** Opening DATA RECORDS block **

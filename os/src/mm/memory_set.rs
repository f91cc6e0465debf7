//! 地址空间 [`MemorySet`] 与映射区域 [`MapArea`] 的实现
use super::{FramePool, FrameTracker, MapError, PTEFlags, PageFault, PageTable, PageTableEntry};
use super::{VPNRange, VirtAddr, VirtPageNum};
use alloc::collections::BTreeMap;
use alloc::vec::Vec;
use bitflags::bitflags;

/// 一个环境的地址空间
pub struct MemorySet {
    page_table: PageTable,
    areas: Vec<MapArea>,
    pool: FramePool,
}

impl MemorySet {
    /// 只含根页表的空地址空间
    pub fn new_bare(pool: &FramePool) -> Option<Self> {
        Some(Self {
            page_table: PageTable::new(pool)?,
            areas: Vec::new(),
            pool: pool.clone(),
        })
    }
    pub fn token(&self) -> usize {
        self.page_table.token()
    }
    pub fn page_table(&self) -> &PageTable {
        &self.page_table
    }
    /// 映射一段私有的、由新页帧支撑的区域；失败时不留下任何映射
    pub fn insert_framed_area(
        &mut self,
        start_va: VirtAddr,
        end_va: VirtAddr,
        permission: MapPermission,
    ) -> Result<(), MapError> {
        let mut area = MapArea::new(start_va, end_va, MapType::Framed, permission);
        area.map_framed(&mut self.page_table, &self.pool)?;
        self.areas.push(area);
        Ok(())
    }
    /// 从 `start_va` 起依次映射共享对象 `region` 的页帧，每页持有一份句柄。
    /// 任一页失败都会撤销本次已建立的映射。
    pub fn map_shared(
        &mut self,
        region: usize,
        start_va: VirtAddr,
        frames: &[FrameTracker],
        permission: MapPermission,
    ) -> Result<(), MapError> {
        let end_va: VirtAddr = start_va.floor().add(frames.len()).into();
        let mut area = MapArea::new(start_va, end_va, MapType::Shared(region), permission);
        area.map_shared(&mut self.page_table, frames)?;
        self.areas.push(area);
        Ok(())
    }
    /// 撤销起始于 `start_va` 的共享对象 `region` 的映射，返回被撤销的页区间
    pub fn unmap_shared(&mut self, region: usize, start_va: VirtAddr) -> Option<VPNRange> {
        let start_vpn = start_va.floor();
        let idx = self.areas.iter().position(|area| {
            area.map_type == MapType::Shared(region) && area.vpn_range.get_start() == start_vpn
        })?;
        let mut area = self.areas.remove(idx);
        area.unmap(&mut self.page_table);
        Some(area.vpn_range)
    }
    /// 当前所有共享映射：(共享对象号, 起始地址)
    pub fn shared_areas(&self) -> Vec<(usize, VirtAddr)> {
        self.areas
            .iter()
            .filter_map(|area| match area.map_type {
                MapType::Shared(region) => Some((region, VirtAddr::from(area.vpn_range.get_start()))),
                MapType::Framed => None,
            })
            .collect()
    }
    /// 同 [`PageTable::translate`]：返回的页表项可能无效
    pub fn translate(&self, vpn: VirtPageNum) -> Option<PageTableEntry> {
        self.page_table.translate(vpn)
    }
    pub fn read_user(&self, va: usize, buf: &mut [u8]) -> Result<(), PageFault> {
        self.page_table.read_user(va, buf)
    }
    pub fn write_user(&self, va: usize, data: &[u8]) -> Result<(), PageFault> {
        self.page_table.write_user(va, data)
    }
    pub fn translated_bytes(&self, va: usize, limit: usize) -> Result<Vec<u8>, PageFault> {
        self.page_table.translated_bytes(va, limit)
    }
    /// 写入 satp 切换到该地址空间
    #[cfg(target_arch = "riscv64")]
    pub fn activate(&self) {
        let satp = self.page_table.token();
        unsafe {
            riscv::register::satp::write(satp);
            core::arch::asm!("sfence.vma");
        }
    }
    /// 使 `range` 内各页的 TLB 项失效
    pub fn flush_tlb(&self, range: VPNRange) {
        for vpn in range {
            let va: VirtAddr = vpn.into();
            #[cfg(target_arch = "riscv64")]
            unsafe {
                core::arch::asm!("sfence.vma {0}, zero", in(reg) va.0);
            }
            trace!("tlb: flush {:?}", va);
        }
    }
    /// 撤销全部区域，归还其页帧句柄
    pub fn recycle_data_pages(&mut self) {
        for mut area in self.areas.drain(..) {
            area.unmap(&mut self.page_table);
        }
    }
}

/// 一段连续的虚拟页区域
pub struct MapArea {
    vpn_range: VPNRange,
    data_frames: BTreeMap<VirtPageNum, FrameTracker>,
    map_type: MapType,
    map_perm: MapPermission,
}

impl MapArea {
    pub fn new(
        start_va: VirtAddr,
        end_va: VirtAddr,
        map_type: MapType,
        map_perm: MapPermission,
    ) -> Self {
        Self {
            vpn_range: VPNRange::new(start_va.floor(), end_va.ceil()),
            data_frames: BTreeMap::new(),
            map_type,
            map_perm,
        }
    }
    /// 页表拒绝时 `frame` 随之销毁，引用计数复原
    fn map_one(
        &mut self,
        page_table: &mut PageTable,
        vpn: VirtPageNum,
        frame: FrameTracker,
    ) -> Result<(), MapError> {
        let pte_flags = PTEFlags::from_bits_truncate(self.map_perm.bits());
        page_table.map(vpn, frame.ppn, pte_flags)?;
        self.data_frames.insert(vpn, frame);
        Ok(())
    }
    fn map_framed(&mut self, page_table: &mut PageTable, pool: &FramePool) -> Result<(), MapError> {
        for vpn in self.vpn_range {
            let result = match pool.alloc() {
                Some(frame) => self.map_one(page_table, vpn, frame),
                None => Err(MapError::OutOfMemory),
            };
            if let Err(err) = result {
                self.unmap(page_table);
                return Err(err);
            }
        }
        Ok(())
    }
    fn map_shared(&mut self, page_table: &mut PageTable, frames: &[FrameTracker]) -> Result<(), MapError> {
        for (vpn, frame) in self.vpn_range.into_iter().zip(frames) {
            if let Err(err) = self.map_one(page_table, vpn, frame.share()) {
                self.unmap(page_table);
                return Err(err);
            }
        }
        Ok(())
    }
    /// 只撤销本区域建立过的映射，先清页表项再释放句柄
    fn unmap(&mut self, page_table: &mut PageTable) -> usize {
        let frames = core::mem::take(&mut self.data_frames);
        let count = frames.len();
        for (vpn, _frame) in frames {
            page_table.unmap(vpn);
        }
        count
    }
}

/// 映射类型：私有页帧，或共享对象的页帧
#[derive(Copy, Clone, PartialEq, Eq, Debug)]
pub enum MapType {
    Framed,
    /// 附带共享对象号
    Shared(usize),
}

bitflags! {
    /// 映射权限，与页表项中的 `R W X U` 位一致
    pub struct MapPermission: u8 {
        /// 可读
        const R = 1 << 1;
        /// 可写
        const W = 1 << 2;
        /// 可执行
        const X = 1 << 3;
        /// 用户态可访问
        const U = 1 << 4;
    }
}

#[cfg(test)]
mod tests {
    use super::*;
    use crate::mm::frame_allocator::test_pool;

    fn rw_user() -> MapPermission {
        MapPermission::R | MapPermission::W | MapPermission::U
    }

    #[test]
    fn framed_area_is_private_and_writable() {
        let pool = test_pool(16);
        let mut ms = MemorySet::new_bare(&pool).unwrap();
        ms.insert_framed_area(VirtAddr::from(0x1000), VirtAddr::from(0x3000), rw_user())
            .unwrap();
        ms.write_user(0x1ffe, b"span").unwrap();
        let mut buf = [0u8; 4];
        ms.read_user(0x1ffe, &mut buf).unwrap();
        assert_eq!(&buf, b"span");
        assert!(ms.shared_areas().is_empty());
    }

    #[test]
    fn shared_mapping_holds_one_reference_per_page() {
        let pool = test_pool(16);
        let mut ms = MemorySet::new_bare(&pool).unwrap();
        let frames: Vec<_> = (0..2).map(|_| pool.alloc().unwrap()).collect();
        let ro = MapPermission::R | MapPermission::U;
        ms.map_shared(3, VirtAddr::from(0x4000), &frames, ro).unwrap();
        assert!(frames.iter().all(|f| f.ref_count() == 2));
        assert_eq!(ms.shared_areas(), [(3, VirtAddr::from(0x4000))]);
        assert_eq!(ms.write_user(0x4000, b"x"), Err(PageFault::Store(0x4000)));

        assert!(ms.unmap_shared(4, VirtAddr::from(0x4000)).is_none());
        assert!(ms.unmap_shared(3, VirtAddr::from(0x5000)).is_none());
        let range = ms.unmap_shared(3, VirtAddr::from(0x4000)).unwrap();
        assert_eq!(range.get_start(), VirtPageNum(4));
        assert_eq!(range.get_end(), VirtPageNum(6));
        assert!(frames.iter().all(|f| f.ref_count() == 1));
        // 中间页表随之回收
        assert!(ms.translate(VirtPageNum(4)).is_none());
    }

    #[test]
    fn conflicting_shared_mapping_is_rolled_back() {
        let pool = test_pool(16);
        let mut ms = MemorySet::new_bare(&pool).unwrap();
        ms.insert_framed_area(VirtAddr::from(0x5000), VirtAddr::from(0x6000), rw_user())
            .unwrap();
        ms.write_user(0x5000, b"mine").unwrap();
        let frames: Vec<_> = (0..3).map(|_| pool.alloc().unwrap()).collect();
        let before = pool.available();

        assert_eq!(
            ms.map_shared(1, VirtAddr::from(0x4000), &frames, rw_user()),
            Err(MapError::AlreadyMapped(VirtPageNum(5)))
        );
        assert!(frames.iter().all(|f| f.ref_count() == 1));
        // 0x5000 仍占用同一张叶子页表，被撤销的页表项留在其中但无效
        assert!(ms.translate(VirtPageNum(4)).map_or(true, |pte| !pte.is_valid()));
        assert_eq!(pool.available(), before);
        let mut buf = [0u8; 4];
        ms.read_user(0x5000, &mut buf).unwrap();
        assert_eq!(&buf, b"mine");
    }

    #[test]
    fn framed_area_out_of_frames_leaves_nothing() {
        let pool = test_pool(4);
        let mut ms = MemorySet::new_bare(&pool).unwrap();
        assert_eq!(
            ms.insert_framed_area(VirtAddr::from(0x1000), VirtAddr::from(0x4000), rw_user()),
            Err(MapError::OutOfMemory)
        );
        assert_eq!(pool.available(), 3);
    }

    #[test]
    fn recycle_returns_every_frame() {
        let pool = test_pool(16);
        let mut ms = MemorySet::new_bare(&pool).unwrap();
        let baseline = pool.available();
        ms.insert_framed_area(VirtAddr::from(0x1000), VirtAddr::from(0x3000), rw_user())
            .unwrap();
        let frames: Vec<_> = (0..2).map(|_| pool.alloc().unwrap()).collect();
        ms.map_shared(0, VirtAddr::from(0x40_0000), &frames, rw_user()).unwrap();
        drop(frames);
        assert!(pool.available() < baseline);
        ms.recycle_data_pages();
        assert_eq!(pool.available(), baseline);
    }
}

** Closing DATA RECORDS block **

> **REQUIRED WORK**:
Isolate the lines above that contain the word "available" and copy them.

> **RESPONSE**:
        let before = pool.available();
        assert_eq!(pool.available(), before);
        assert_eq!(pool.available(), 3);
        let baseline = pool.available();
        assert!(pool.available() < baseline);
        assert_eq!(pool.available(), baseline);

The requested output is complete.